Disposto a evidenciar a grandeza de seu feito convidou, o Dr. Felipão, jornalistas, fotógrafos, o padre, as beatas da congregação, pastores de templos evangélicos, médicos, prefeito, vice e presidente da câmara municipal, dois macumbeiros renomados, benzedores e afins. Um esquema digno de uma visita do Papa a cidade. À surdina, todos esperando o aviso do flagrante.
Enfim o grande dia. Chegara Zé Urtiga em casa quase no alvorecer e o aviso do doutor correu rápido como fofoca de perda de donzelice de moça de família. Arrancharam nas cercanias do barraco do Zé Urtiga policia civil e militar, o padre Aldemar (Que detestava rúcula),   entoando o credo, coroinha de incensário fumegante, beatas com réstias de alho, pastores orando forte, macumbeiros com espadas de São Jorge em punho, pessoal da imprensa falada e escrita (Não havia televisada, ainda), curiosos , enfim, uma cidade e adjacências reunidos para mandar as profundezas o distinto. Ah, um detalhe, houve até quem apareceu com estaca de madeira.
Tudo pronto. O Dr. Felipão, megafone em punho e voz de  trombeta de  fim  do mundo, ansioso e tenso, intimou:
- Saia de dentes para cima, de mãos para cima quero dizer,  desencaminhador da gente boa e santa da cidade.
Um Zé atônito rodou a tramela da velha porta  e,  cara de sono de muitos quilômetros,  topou  aquele povaréu, pestanejou, limpou os olhos remelados com fralda da camisa, sungou a velha cueca samba canção que descambara cintura abaixo   e perguntou encabulado:
- Que que hai, gente?
Flashes fotográficos, risos, murmúrios, gargalhadas, comentários, zoadas, maior quiproquó.
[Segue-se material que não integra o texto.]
//! Filesystem queries used by the planner and executor.
//!
//! Existence, size and modification time of a destination file, the write
//! permission of its directory, single-level directory creation, and filename
//! sanitization.

use std::io;
use std::path::Path;

use filetime::FileTime;

/// Size and modification time of an existing local file.
#[derive(Debug, Clone, Copy, PartialEq, Eq)]
pub struct LocalFileState {
    /// File size in bytes.
    pub size: u64,
    /// Modification time as Unix seconds.
    pub modified: i64,
}

/// Returns true if anything exists at `path`.
#[must_use]
pub fn file_exists(path: &Path) -> bool {
    path.exists()
}

/// Returns size and modification time of the file at `path`, if it exists.
#[must_use]
pub fn local_state(path: &Path) -> Option<LocalFileState> {
    let metadata = std::fs::metadata(path).ok()?;
    if !metadata.is_file() {
        return None;
    }
    Some(LocalFileState {
        size: metadata.len(),
        modified: FileTime::from_last_modification_time(&metadata).unix_seconds(),
    })
}

/// Sets the modification time of `path` to `unix_secs`, leaving the access time alone.
///
/// # Errors
///
/// Returns the underlying IO error if the file cannot be updated.
pub fn set_modification_time(path: &Path, unix_secs: i64) -> io::Result<()> {
    filetime::set_file_mtime(path, FileTime::from_unix_time(unix_secs, 0))
}

/// Returns true if the owner write bit is set on `dir`.
///
/// A directory that does not exist yet is judged by its parent, since it will
/// be created there.
#[must_use]
pub fn is_writable(dir: &Path) -> bool {
    let target = if dir.exists() {
        dir
    } else {
        match dir.parent() {
            Some(parent) if parent.as_os_str().is_empty() => Path::new("."),
            Some(parent) => parent,
            None => return false,
        }
    };
    match std::fs::metadata(target) {
        Ok(metadata) => has_owner_write(&metadata.permissions()),
        Err(_) => false,
    }
}

#[cfg(unix)]
fn has_owner_write(permissions: &std::fs::Permissions) -> bool {
    use std::os::unix::fs::PermissionsExt;
    permissions.mode() & 0o200 != 0
}

#[cfg(not(unix))]
fn has_owner_write(permissions: &std::fs::Permissions) -> bool {
    !permissions.readonly()
}

/// Creates `dir` if it is missing. Only the last component is created.
///
/// # Errors
///
/// Returns the IO error from `create_dir`, e.g. when the parent is missing.
pub fn ensure_directory(dir: &Path) -> io::Result<()> {
    if dir.is_dir() {
        return Ok(());
    }
    match std::fs::create_dir(dir) {
        Err(e) if e.kind() == io::ErrorKind::AlreadyExists && dir.is_dir() => Ok(()),
        other => other,
    }
}

/// Replaces characters that break paths or shells.
///
/// `/ \ * & < >` become a single space; `:` becomes `" -"` so that
/// `"Title: Subtitle"` reads `"Title - Subtitle"`.
#[must_use]
pub fn sanitize_filename(name: &str) -> String {
    let mut clean = String::with_capacity(name.len() + 4);
    for c in name.chars() {
        match c {
            ':' => clean.push_str(" -"),
            '/' | '\\' | '*' | '&' | '<' | '>' => clean.push(' '),
            c => clean.push(c),
        }
    }
    clean
}
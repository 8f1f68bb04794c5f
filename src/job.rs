//! Download job descriptions and job list files.
//!
//! A job list file holds one `URL [FILENAME]` entry per line. The URL and the
//! optional filename are separated by the first run of whitespace; blank lines
//! and lines starting with `#` are ignored.

use std::path::{Path, PathBuf};

use serde::Serialize;
use thiserror::Error;
use tracing::{debug, warn};

/// URL schemes accepted as the start of a job.
pub const SUPPORTED_SCHEMES: [&str; 3] = ["http://", "https://", "ftp://"];

/// One requested download.
#[derive(Debug, Clone, PartialEq, Eq, Serialize)]
pub struct DownloadJob {
    /// Resource to fetch.
    pub url: String,
    /// Destination directory.
    pub path: PathBuf,
    /// Caller-supplied filename, used instead of a derived one.
    pub filename: Option<String>,
}

impl DownloadJob {
    /// Creates a job; an empty filename override counts as none.
    #[must_use]
    pub fn new(url: impl Into<String>, path: impl Into<PathBuf>, filename: Option<String>) -> Self {
        Self {
            url: url.into(),
            path: path.into(),
            filename: filename.filter(|name| !name.trim().is_empty()),
        }
    }
}

/// Errors reading a job list file.
#[derive(Debug, Error)]
pub enum JobFileError {
    /// The file could not be opened or read.
    #[error("couldn't open job list {path}: {source}")]
    Read {
        /// The job list path.
        path: PathBuf,
        /// The underlying IO error.
        #[source]
        source: std::io::Error,
    },
}

/// Returns true when `value` starts with a supported URL scheme.
#[must_use]
pub fn looks_like_url(value: &str) -> bool {
    let lower = value.trim_start().to_ascii_lowercase();
    SUPPORTED_SCHEMES
        .iter()
        .any(|scheme| lower.starts_with(scheme))
}

/// Parses one job list line into a job for `dir`.
///
/// Returns `None` for blank lines, comments, and lines whose first token is
/// not a supported URL.
#[must_use]
pub fn parse_job_line(line: &str, dir: &Path) -> Option<DownloadJob> {
    let trimmed = line.trim();
    if trimmed.is_empty() || trimmed.starts_with('#') {
        return None;
    }

    let (url, filename) = match trimmed.split_once(char::is_whitespace) {
        Some((url, rest)) => (url, Some(rest.trim().to_string())),
        None => (trimmed, None),
    };

    if !looks_like_url(url) {
        warn!(line = %trimmed, "skipping job list line without a supported URL");
        return None;
    }

    Some(DownloadJob::new(url, dir, filename))
}

/// Reads all jobs from a job list file.
///
/// # Errors
///
/// Returns [`JobFileError::Read`] if the file cannot be read; no jobs can be
/// derived from it.
pub fn load_job_file(file: &Path, dir: &Path) -> Result<Vec<DownloadJob>, JobFileError> {
    let contents = std::fs::read_to_string(file).map_err(|source| JobFileError::Read {
        path: file.to_path_buf(),
        source,
    })?;
    let jobs: Vec<DownloadJob> = contents
        .lines()
        .filter_map(|line| parse_job_line(line, dir))
        .collect();
    debug!(file = %file.display(), jobs = jobs.len(), "loaded job list");
    Ok(jobs)
}

#[cfg(test)]
#[allow(clippy::unwrap_used)]
mod tests {
    use super::*;
    use tempfile::TempDir;

    #[test]
    fn test_parse_job_line_url_only() {
        let job = parse_job_line("https://example.com/a.pdf", Path::new("out")).unwrap();
        assert_eq!(job.url, "https://example.com/a.pdf");
        assert_eq!(job.path, PathBuf::from("out"));
        assert!(job.filename.is_none());
    }

    #[test]
    fn test_parse_job_line_with_filename_keeps_inner_spaces() {
        let job = parse_job_line(
            "https://example.com/a.pdf   Annual Report 2024",
            Path::new("."),
        )
        .unwrap();
        assert_eq!(job.url, "https://example.com/a.pdf");
        assert_eq!(job.filename.as_deref(), Some("Annual Report 2024"));
    }

    #[test]
    fn test_parse_job_line_skips_blank_and_comment() {
        assert!(parse_job_line("   ", Path::new(".")).is_none());
        assert!(parse_job_line("# mirror list", Path::new(".")).is_none());
    }

    #[test]
    fn test_parse_job_line_rejects_non_url() {
        assert!(parse_job_line("example.com/a.pdf", Path::new(".")).is_none());
    }

    #[test]
    fn test_looks_like_url_accepts_ftp_case_insensitive() {
        assert!(looks_like_url("FTP://mirror.example.org/pub/file.iso"));
        assert!(!looks_like_url("file:///etc/passwd"));
    }

    #[test]
    fn test_load_job_file_reads_all_lines() {
        let dir = TempDir::new().unwrap();
        let list = dir.path().join("jobs.txt");
        std::fs::write(
            &list,
            "https://example.com/one.zip\n\n# skip\nftp://example.org/two.iso two\n",
        )
        .unwrap();

        let jobs = load_job_file(&list, Path::new("downloads")).unwrap();
        assert_eq!(jobs.len(), 2);
        assert_eq!(jobs[1].filename.as_deref(), Some("two"));
        assert!(jobs.iter().all(|job| job.path == Path::new("downloads")));
    }

    #[test]
    fn test_load_job_file_missing_is_error() {
        let dir = TempDir::new().unwrap();
        let err = load_job_file(&dir.path().join("nope.txt"), Path::new(".")).unwrap_err();
        assert!(err.to_string().contains("nope.txt"));
    }
}
//! Scripted passive-mode FTP server serving a single file.
//!
//! Speaks just enough of the protocol for the fetcher's FTP transport and
//! records every command it receives.

use std::net::SocketAddr;
use std::sync::{Arc, Mutex};

use tokio::io::{AsyncBufReadExt, AsyncWriteExt, BufReader};
use tokio::net::{TcpListener, TcpStream};
use tokio::task::JoinHandle;

/// The file the server exposes.
#[derive(Debug, Clone)]
pub struct RemoteFile {
    pub path: String,
    pub body: Vec<u8>,
    /// `MDTM` answer (`YYYYMMDDHHMMSS`); `None` makes the server reject `MDTM`.
    pub mdtm: Option<&'static str>,
}

pub struct FtpFixture {
    addr: SocketAddr,
    commands: Arc<Mutex<Vec<String>>>,
    task: JoinHandle<()>,
}

impl FtpFixture {
    pub async fn start(file: RemoteFile) -> Self {
        let listener = TcpListener::bind("127.0.0.1:0")
            .await
            .expect("bind control listener");
        let addr = listener.local_addr().expect("control address");
        let commands = Arc::new(Mutex::new(Vec::new()));

        let recorded = Arc::clone(&commands);
        let task = tokio::spawn(async move {
            while let Ok((stream, _)) = listener.accept().await {
                let file = file.clone();
                let recorded = Arc::clone(&recorded);
                tokio::spawn(async move {
                    let _ = serve(stream, file, recorded).await;
                });
            }
        });

        Self {
            addr,
            commands,
            task,
        }
    }

    /// URL of `path` on this server.
    pub fn url(&self, path: &str) -> String {
        format!("ftp://{}{path}", self.addr)
    }

    /// Every command received so far, across connections.
    pub fn commands(&self) -> Vec<String> {
        self.commands.lock().expect("commands lock").clone()
    }

    /// Received commands starting with `verb`.
    pub fn commands_named(&self, verb: &str) -> Vec<String> {
        self.commands()
            .into_iter()
            .filter(|command| command.split(' ').next() == Some(verb))
            .collect()
    }
}

impl Drop for FtpFixture {
    fn drop(&mut self) {
        self.task.abort();
    }
}

async fn serve(
    stream: TcpStream,
    file: RemoteFile,
    recorded: Arc<Mutex<Vec<String>>>,
) -> std::io::Result<()> {
    let (reader, mut writer) = stream.into_split();
    let mut lines = BufReader::new(reader).lines();
    let mut data_listener: Option<TcpListener> = None;
    let mut rest: usize = 0;

    writer
        .write_all(b"220-fixture FTP server\r\n220 ready\r\n")
        .await?;

    while let Some(line) = lines.next_line().await? {
        recorded.lock().expect("commands lock").push(line.clone());
        let (verb, argument) = line.split_once(' ').unwrap_or((line.as_str(), ""));

        let reply = match verb.to_ascii_uppercase().as_str() {
            "USER" => "331 password required".to_string(),
            "PASS" => "230 logged in".to_string(),
            "TYPE" => "200 type set".to_string(),
            "SIZE" if argument == file.path => format!("213 {}", file.body.len()),
            "MDTM" if argument == file.path => match file.mdtm {
                Some(stamp) => format!("213 {stamp}"),
                None => "502 MDTM not supported".to_string(),
            },
            "SIZE" | "MDTM" => "550 no such file".to_string(),
            "PASV" => {
                let listener = TcpListener::bind("127.0.0.1:0").await?;
                let port = listener.local_addr()?.port();
                data_listener = Some(listener);
                format!(
                    "227 Entering Passive Mode (127,0,0,1,{},{})",
                    port / 256,
                    port % 256
                )
            }
            "REST" => match argument.parse::<usize>() {
                Ok(offset) => {
                    rest = offset;
                    format!("350 restarting at {offset}")
                }
                Err(_) => "501 bad offset".to_string(),
            },
            "RETR" if argument != file.path => "550 no such file".to_string(),
            "RETR" => {
                let Some(listener) = data_listener.take() else {
                    writer.write_all(b"425 use PASV first\r\n").await?;
                    continue;
                };
                writer.write_all(b"150 opening data connection\r\n").await?;
                let (mut data, _) = listener.accept().await?;
                let start = rest.min(file.body.len());
                data.write_all(&file.body[start..]).await?;
                data.shutdown().await?;
                drop(data);
                rest = 0;
                "226 transfer complete".to_string()
            }
            "QUIT" => {
                writer.write_all(b"221 bye\r\n").await?;
                return Ok(());
            }
            _ => "502 command not implemented".to_string(),
        };
        writer.write_all(format!("{reply}\r\n").as_bytes()).await?;
    }
    Ok(())
}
No outro dia manchetes em letras tamanho família:
‘VAMPIRO DE...É BANGUELA (Não digo o nome da cidade por que amo muito o couro que tenho sobre  o lombo).
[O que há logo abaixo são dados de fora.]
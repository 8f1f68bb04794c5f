//! Constants for the download module (timeouts, header bounds, progress layout).

/// Default HTTP connect timeout (30 seconds).
pub const CONNECT_TIMEOUT_SECS: u64 = 30;

/// TCP keepalive interval; transfers themselves have no overall timeout.
pub const TCP_KEEPALIVE_SECS: u64 = 60;

/// Longest header value captured during a probe.
pub const MAX_HEADER_VALUE_LEN: usize = 8 * 1024;

/// Extension used when neither content type nor URL reveal one.
pub const FALLBACK_EXTENSION: &str = ".bin";

/// Longest extension accepted from a URL suffix, dot included.
pub const MAX_URL_EXTENSION_LEN: usize = 12;

/// Stem used when no filename can be derived at all (`file1`, `file2`, ...).
pub const SYNTHETIC_FILENAME_STEM: &str = "file";

/// Width of the progress meter between the brackets.
pub const PROGRESS_BAR_WIDTH: usize = 30;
O delegado pediu transferência imediata não sem antes desancar o pessoal da cidade:
- Povinho mais safado dessa cidade, sô, sai por fazendo e acontecendo na maior sem vergonheira e no acobertamento dos mal feitos bota a culpa num pobre de gengiva careca.
Sabedor de que seu nome estava no jornal e que a fama viera cutucar sua porta, Zé Urtiga, agora conhecido no Brasil e no mundo, inclusive a Transilvânia, vampiro frustrado de boca carente de robusta dentadura que passou longe de suas posses e vontade apesar das promessas de muitos candidatos a prefeitura e vereança,  vestiu a carapuça e tornou-se se o preferido das mães ao administrarem medicamentos de paladar sofrível as crianças:
- Toma logo esse treco  ou chamo o vampiro municipal.
Soube-se depois que as saídas do Zé Urtiga tarde da noite eram para caça de tatu no intuito de dar um sustento melhor a pobre  família. A longa capa servia para ocultar os animais caçados,  tinha uma paura  danada de topar gente da Lei. A groselha era um aditivo a generosa cachaça para suportar as frias madrugadas. Até agora não se explicou  o hipnotismo. Fez o curso por  curiosidade ou tal conhecimento teve aplicação na pega dos bichos?
Gozou de relativa fama e bebeu muito à custa dela. Começou o mergulho rumo ao  ostracismo  quando aceitou um trabalho fixo como bituqueiro na lavoura de cana-de-açúcar em  conceituada empresa produtora de açúcar e álcool da região. Chegou a tal estado que foi visto  na funerária  “Viva la Muerte” tentando reconquistar a breve glória pechinchando um  caixãozinho, no que foi informado pelo atendente Junior Skife dos tramites burocráticos para que um vivente vá para o descanso eterno não remunerado. Perguntado sobre a necessidade do artefato não se fez de rogado, estufou o peito de cambaxirra e respondeu:
- Patroa embarrigada no fim de prazo, finzinho do mês vem a furo mais um vampirinho lá em casa.